Nous avons dit que l’aspect des lieux avait dans M. de Senfft un témoin souvent ému : son récit du voyage à Bayonne en fournirait à lui seul aisément la preuve. Il décrit en peu de mots, mais qui suffisent à répandre quelques rayons dorés au milieu de son exposé diplomatique, « le beau pays qui s’étend entre Paris et Bordeaux, les bords de la Loire, le point intéressant où, en approchant des rives de la Dordogne près de Cubzac, on voit tout le luxe d’une végétation méridionale succéder aux campagnes fertiles, mais monotones, du Poitou et de l’Angoumois, et le lierre aux grandes feuilles couvrir les ruines fameuses du château des quatre fils Aymon, enfin ces tristes landes dont la culture réclame de grands encouragemens. » Sa peinture de Bayonne est un excellent morceau. Il faut le suivre enfin dans son voyage par Oléron, Laruns, Mauléon, Saint-Jean-Pied-de-Port et la vallée de la Nive, avec retour par Cambo. Il a soin de remarquer à Laruns « l’usage de la jeunesse des deux sexes de se rassembler le matin de la Saint-Jean, jour fameux, d’après la tradition locale, par la vertu des eaux puisées au moment du lever du soleil. On danse la gavotte sur la grande place au chant d’un air assez mélancolique, et on parcourt ainsi les rues voisines… » Il termine par ces mots, qui montrent bien le double intérêt du livre, où la politique n’a pas effacé les droits du pittoresque : « Le souvenir de ce séjour à Bayonne conserve un intérêt très piquant, et même quelque chose du riant coloris des localités ; mais, à cause du drame qui s’y joua, il sera sans doute marqué en noir dans les fastes historiques. »

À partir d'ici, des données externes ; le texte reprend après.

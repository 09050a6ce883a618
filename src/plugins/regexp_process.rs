use async_trait::async_trait;
use flow_plugin::{AppConfig, Field, ParamSpec, Params, PluginConfig, PluginError, Process, Record, StageInfo};
use regex::RegexSet;

/// Keeps records where any input field matches any pattern, or, with
/// `inverse`, where none does.
#[derive(Debug)]
pub struct RegexpProcess {
    stage: StageInfo,
    inputs: Vec<Field>,
    patterns: RegexSet,
    inverse: bool,
}

pub fn schema(_app: &AppConfig) -> Vec<ParamSpec> {
    vec![
        ParamSpec::required("input"),
        ParamSpec::required("regexp"),
        ParamSpec::optional("inverse").default(false),
    ]
}

pub fn build(cfg: &PluginConfig, params: &Params) -> Result<Box<dyn Process>, PluginError> {
    let patterns = RegexSet::new(params.strings("regexp")?)
        .map_err(|e| PluginError::Config(format!("invalid regexp: {e}")))?;
    Ok(Box::new(RegexpProcess {
        stage: StageInfo::from_params(cfg, params)?,
        inputs: params.fields("input")?,
        patterns,
        inverse: params.bool("inverse")?,
    }))
}

impl RegexpProcess {
    fn matches(&self, record: &Record) -> bool {
        self.inputs
            .iter()
            .flat_map(|f| f.get_strings(record))
            .any(|value| self.patterns.is_match(&value))
    }
}

#[async_trait]
impl Process for RegexpProcess {
    fn stage(&self) -> &StageInfo {
        &self.stage
    }

    fn name(&self) -> &str {
        "regexp"
    }

    async fn process(&self, records: Vec<Record>) -> Result<Vec<Record>, PluginError> {
        Ok(records
            .into_iter()
            .filter(|r| self.matches(r) != self.inverse)
            .collect())
    }
}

Les traits noirs ne manqueront pas dans la suite des mémoires du comte de Senfft. Ce sont d’abord les préludes de la guerre d’Espagne. — L’exil de Mme de Chevreuse occupait tout Paris en août 1808. L’empereur avait voulu inscrire cette personne distinguée, chez laquelle se réunissait la société parisienne qui avait le plus fidèlement conservé la tradition des anciens usages et la fleur du bon ton, parmi les dames du palais, et des considérations de famille avaient contraint la duchesse à accepter ; mais lorsqu’il la nomma, avec trois autres dames, pour faire le service à Fontainebleau auprès de la reine d’Espagne, elle se dit malade, sans laisser ignorer « qu’elle ne voulait pas de l’emploi de geôlière. » L’opinion publique était péniblement préoccupée aussi de la prochaine guerre, et M. de Senfft en attribuait l’origine à « un esprit de vertige, qui faisait envisager dès lors à Napoléon le sort du monde comme un jeu livré à son caprice, et dont il pouvait s’amuser à mêler les cartes au hasard. »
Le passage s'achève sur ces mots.